[[ DATA RECORDS open ]]
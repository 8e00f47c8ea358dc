//! Wire protocol: line-oriented, UTF-8, `|`-delimited
//!
//! Server-to-client frames are single `\n`-terminated lines, with one
//! exception: a `FILESTREAM` header line is followed by exactly the
//! declared number of raw bytes with no further framing. Every consumer
//! of the stream must switch from line parsing to counted raw reads on
//! seeing that header, then switch back. [`FrameReader`] implements that
//! switch for the receiving side; the dispatcher implements it for the
//! sending side.
//!
//! Text payloads are always the last `|` field, so they may themselves
//! contain `|`. Filenames may not.

use std::path::PathBuf;

use base64::engine::general_purpose::STANDARD as BASE64;
use base64::Engine;
use tokio::io::{AsyncBufReadExt, AsyncReadExt, BufReader};

use crate::error::RelayError;

/// Handshake request, sent by the server immediately after accept
pub const REQUEST_NICK: &str = "REQUEST_NICK";
/// Handshake reply: confirmed nickname equals the proposed one
pub const NICK_ACCEPTED: &str = "NICK_ACCEPTED";
/// Handshake reply: a collision was resolved, confirmed != proposed
pub const NICK_ASSIGNED: &str = "NICK_ASSIGNED";
/// Relayed text line
pub const FROM: &str = "FROM";
/// Inline file transfer (whole payload base64-encoded in the line)
pub const FILE: &str = "FILE";
/// Streamed file transfer header (raw bytes follow)
pub const FILESTREAM: &str = "FILESTREAM";
/// Client line ending the connection gracefully, matched case-insensitively
pub const QUIT_SENTINEL: &str = "quit";

/// Returns true if a client line is the quit sentinel
pub fn is_quit(line: &str) -> bool {
    line.eq_ignore_ascii_case(QUIT_SENTINEL)
}

/// `NICK_ACCEPTED|<nick>`
pub fn nick_accepted_line(nickname: &str) -> String {
    format!("{}|{}", NICK_ACCEPTED, nickname)
}

/// `NICK_ASSIGNED|<nick>`
pub fn nick_assigned_line(nickname: &str) -> String {
    format!("{}|{}", NICK_ASSIGNED, nickname)
}

/// An outbound frame queued for one session's dispatcher
///
/// The stream variant carries a file reference, not bytes: the
/// dispatcher reads the file while writing, so a large file is never
/// buffered per target.
#[derive(Debug, Clone)]
pub enum Frame {
    /// `FROM|sender|text`
    Text { sender: String, text: String },
    /// `FILE|sender|filename|<base64>` — whole payload in one line
    FileInline {
        sender: String,
        filename: String,
        payload: Vec<u8>,
    },
    /// `FILESTREAM|sender|filename|len` header, then `len` raw bytes
    /// copied from `path`
    FileStream {
        sender: String,
        filename: String,
        path: PathBuf,
        len: u64,
    },
    /// Drains FIFO like any other frame, then stops the dispatcher.
    /// Enqueued behind a kick notice so the notice is still written.
    Close,
}

impl Frame {
    /// Encode the line form of this frame, without the terminator.
    ///
    /// For `FileStream` this is the header line only; the raw byte run
    /// is written separately by the dispatcher. `Close` has no line form.
    pub fn encode_line(&self) -> Option<String> {
        match self {
            Frame::Text { sender, text } => Some(format!("{}|{}|{}", FROM, sender, text)),
            Frame::FileInline {
                sender,
                filename,
                payload,
            } => Some(format!(
                "{}|{}|{}|{}",
                FILE,
                sender,
                filename,
                BASE64.encode(payload)
            )),
            Frame::FileStream {
                sender,
                filename,
                len,
                ..
            } => Some(format!("{}|{}|{}|{}", FILESTREAM, sender, filename, len)),
            Frame::Close => None,
        }
    }
}

/// A frame as decoded by a protocol consumer (the client boundary)
#[derive(Debug, Clone, PartialEq, Eq)]
pub enum ServerFrame {
    /// Handshake request
    RequestNick,
    /// Handshake reply, confirmed == proposed
    NickAccepted(String),
    /// Handshake reply, collision resolved
    NickAssigned(String),
    /// Relayed text
    Text { sender: String, text: String },
    /// Inline file, payload already decoded
    FileInline {
        sender: String,
        filename: String,
        payload: Vec<u8>,
    },
    /// Streamed file, raw byte run already consumed
    FileStream {
        sender: String,
        filename: String,
        payload: Vec<u8>,
    },
}

/// Receiving-side decoder for the server-to-client stream
///
/// Owns the dual-mode parsing switch: line-oriented until a `FILESTREAM`
/// header, then exactly the declared byte count, then lines again.
pub struct FrameReader<R> {
    inner: BufReader<R>,
}

impl<R: tokio::io::AsyncRead + Unpin> FrameReader<R> {
    pub fn new(inner: R) -> Self {
        Self {
            inner: BufReader::new(inner),
        }
    }

    /// Read the next frame, or `None` on clean EOF.
    ///
    /// EOF in the middle of a frame (a partial line, or fewer raw bytes
    /// than a stream header declared) is a protocol violation.
    pub async fn read_frame(&mut self) -> Result<Option<ServerFrame>, RelayError> {
        let mut line = String::new();
        let n = self.inner.read_line(&mut line).await?;
        if n == 0 {
            return Ok(None);
        }
        let line = line.trim_end_matches(['\r', '\n']);

        let frame = parse_frame_line(line)?;
        match frame {
            HeaderFrame::Complete(frame) => Ok(Some(frame)),
            HeaderFrame::Stream {
                sender,
                filename,
                len,
            } => {
                // Mode switch: consume exactly `len` raw bytes before
                // resuming line parsing. The buffer grows with the
                // bytes actually received, so a hostile length field
                // cannot force the allocation up front.
                let expected = usize::try_from(len).map_err(|_| {
                    RelayError::Protocol(format!("stream length {} exceeds address space", len))
                })?;
                let mut payload = Vec::new();
                (&mut self.inner)
                    .take(len)
                    .read_to_end(&mut payload)
                    .await?;
                if payload.len() != expected {
                    return Err(RelayError::Protocol(format!(
                        "stream of '{}' ended after {} of {} declared bytes",
                        filename,
                        payload.len(),
                        len
                    )));
                }
                Ok(Some(ServerFrame::FileStream {
                    sender,
                    filename,
                    payload,
                }))
            }
        }
    }

    /// Access the underlying buffered reader
    pub fn get_mut(&mut self) -> &mut BufReader<R> {
        &mut self.inner
    }
}

enum HeaderFrame {
    Complete(ServerFrame),
    Stream {
        sender: String,
        filename: String,
        len: u64,
    },
}

fn parse_frame_line(line: &str) -> Result<HeaderFrame, RelayError> {
    let (tag, rest) = match line.split_once('|') {
        Some((tag, rest)) => (tag, rest),
        None if line == REQUEST_NICK => return Ok(HeaderFrame::Complete(ServerFrame::RequestNick)),
        None => return Err(RelayError::Protocol(format!("unframed line: '{}'", line))),
    };

    match tag {
        NICK_ACCEPTED => Ok(HeaderFrame::Complete(ServerFrame::NickAccepted(
            rest.to_string(),
        ))),
        NICK_ASSIGNED => Ok(HeaderFrame::Complete(ServerFrame::NickAssigned(
            rest.to_string(),
        ))),
        FROM => {
            let (sender, text) = rest
                .split_once('|')
                .ok_or_else(|| RelayError::Protocol(format!("malformed {} frame", FROM)))?;
            Ok(HeaderFrame::Complete(ServerFrame::Text {
                sender: sender.to_string(),
                text: text.to_string(),
            }))
        }
        FILE => {
            let mut fields = rest.splitn(3, '|');
            let sender = fields.next().unwrap_or_default();
            let filename = fields
                .next()
                .ok_or_else(|| RelayError::Protocol(format!("malformed {} frame", FILE)))?;
            let encoded = fields
                .next()
                .ok_or_else(|| RelayError::Protocol(format!("malformed {} frame", FILE)))?;
            let payload = BASE64
                .decode(encoded)
                .map_err(|e| RelayError::Protocol(format!("bad inline payload: {}", e)))?;
            Ok(HeaderFrame::Complete(ServerFrame::FileInline {
                sender: sender.to_string(),
                filename: filename.to_string(),
                payload,
            }))
        }
        FILESTREAM => {
            let mut fields = rest.splitn(3, '|');
            let sender = fields.next().unwrap_or_default().to_string();
            let filename = fields
                .next()
                .ok_or_else(|| RelayError::Protocol(format!("malformed {} frame", FILESTREAM)))?
                .to_string();
            let len: u64 = fields
                .next()
                .and_then(|f| f.parse().ok())
                .ok_or_else(|| {
                    RelayError::Protocol(format!("bad {} length field", FILESTREAM))
                })?;
            Ok(HeaderFrame::Stream {
                sender,
                filename,
                len,
            })
        }
        other => Err(RelayError::Protocol(format!("unknown frame tag '{}'", other))),
    }
}

#[cfg(test)]
mod tests {
    use super::*;

    #[test]
    fn test_text_frame_encoding() {
        let frame = Frame::Text {
            sender: "admin".to_string(),
            text: "hello".to_string(),
        };
        assert_eq!(frame.encode_line().unwrap(), "FROM|admin|hello");
    }

    #[test]
    fn test_text_may_contain_delimiter() {
        let frame = Frame::Text {
            sender: "admin".to_string(),
            text: "a|b|c".to_string(),
        };
        let line = frame.encode_line().unwrap();
        match parse_frame_line(&line).unwrap() {
            HeaderFrame::Complete(ServerFrame::Text { sender, text }) => {
                assert_eq!(sender, "admin");
                assert_eq!(text, "a|b|c");
            }
            _ => panic!("wrong frame"),
        }
    }

    #[test]
    fn test_inline_round_trip() {
        let payload: Vec<u8> = (0..=255).collect();
        let frame = Frame::FileInline {
            sender: "admin".to_string(),
            filename: "blob.bin".to_string(),
            payload: payload.clone(),
        };
        let line = frame.encode_line().unwrap();
        match parse_frame_line(&line).unwrap() {
            HeaderFrame::Complete(ServerFrame::FileInline {
                payload: decoded, ..
            }) => assert_eq!(decoded, payload),
            _ => panic!("wrong frame"),
        }
    }

    #[test]
    fn test_close_has_no_line_form() {
        assert!(Frame::Close.encode_line().is_none());
    }

    #[test]
    fn test_quit_sentinel_case_insensitive() {
        assert!(is_quit("quit"));
        assert!(is_quit("QUIT"));
        assert!(is_quit("QuIt"));
        assert!(!is_quit("quit now"));
    }

    #[test]
    fn test_malformed_lines_rejected() {
        assert!(parse_frame_line("nonsense").is_err());
        assert!(parse_frame_line("FROM|only-sender").is_err());
        assert!(parse_frame_line("FILESTREAM|a|f.bin|not-a-number").is_err());
        assert!(parse_frame_line("BOGUS|x").is_err());
    }

    #[tokio::test]
    async fn test_reader_switches_modes_mid_stream() {
        let raw = [1u8, 2, 3, 4, 5];
        let mut wire = Vec::new();
        wire.extend_from_slice(b"REQUEST_NICK\n");
        wire.extend_from_slice(b"NICK_ACCEPTED|alice\n");
        wire.extend_from_slice(format!("FILESTREAM|admin|big.bin|{}\n", raw.len()).as_bytes());
        wire.extend_from_slice(&raw);
        wire.extend_from_slice(b"FROM|admin|after\n");

        let mut reader = FrameReader::new(wire.as_slice());
        assert_eq!(
            reader.read_frame().await.unwrap(),
            Some(ServerFrame::RequestNick)
        );
        assert_eq!(
            reader.read_frame().await.unwrap(),
            Some(ServerFrame::NickAccepted("alice".to_string()))
        );
        assert_eq!(
            reader.read_frame().await.unwrap(),
            Some(ServerFrame::FileStream {
                sender: "admin".to_string(),
                filename: "big.bin".to_string(),
                payload: raw.to_vec(),
            })
        );
        assert_eq!(
            reader.read_frame().await.unwrap(),
            Some(ServerFrame::Text {
                sender: "admin".to_string(),
                text: "after".to_string(),
            })
        );
        assert_eq!(reader.read_frame().await.unwrap(), None);
    }

    #[tokio::test]
    async fn test_reader_rejects_hostile_stream_length() {
        let mut wire = Vec::new();
        wire.extend_from_slice(format!("FILESTREAM|admin|big.bin|{}\n", u64::MAX).as_bytes());
        wire.extend_from_slice(&[0u8; 8]);

        let mut reader = FrameReader::new(wire.as_slice());
        assert!(matches!(
            reader.read_frame().await,
            Err(RelayError::Protocol(_))
        ));
    }

    #[tokio::test]
    async fn test_reader_rejects_truncated_stream() {
        let mut wire = Vec::new();
        wire.extend_from_slice(b"FILESTREAM|admin|big.bin|10\n");
        wire.extend_from_slice(&[0u8; 4]);

        let mut reader = FrameReader::new(wire.as_slice());
        assert!(matches!(
            reader.read_frame().await,
            Err(RelayError::Protocol(_))
        ));
    }
}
[[ DATA RECORDS closed ]]
* TASK ITEM *
Copy out each line of the listing that holds "Result".

* ANSWER TO THIS EXERCISE *
    pub async fn read_frame(&mut self) -> Result<Option<ServerFrame>, RelayError> {
fn parse_frame_line(line: &str) -> Result<HeaderFrame, RelayError> {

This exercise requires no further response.